Saved entries

►

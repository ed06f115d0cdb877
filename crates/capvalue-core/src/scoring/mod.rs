// Scoring engine: weight tables, within-group z-scores, composite values.

pub mod composite;
pub mod weights;
pub mod zscore;

pub use composite::{
    group_summary, score_players, top_bargains, top_overpaid, GroupSummary, ScoredPlayerSeason,
    ScoredTable, ScoringError,
};
pub use weights::{WeightError, WeightTable, BUILTIN_VERSION};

◄

TASK OBJECTIVE: Copy out the line holding "filename crates/capvalue-core/src/scoring/mod.rs" along with all lines after it through the end of the entries, exactly and only these.

REPLY TO THE EXERCISE:
filename crates/capvalue-core/src/scoring/mod.rs
// Scoring engine: weight tables, within-group z-scores, composite values.

pub mod composite;
pub mod weights;
pub mod zscore;

pub use composite::{
    group_summary, score_players, top_bargains, top_overpaid, GroupSummary, ScoredPlayerSeason,
    ScoredTable, ScoringError,
};
pub use weights::{WeightError, WeightTable, BUILTIN_VERSION};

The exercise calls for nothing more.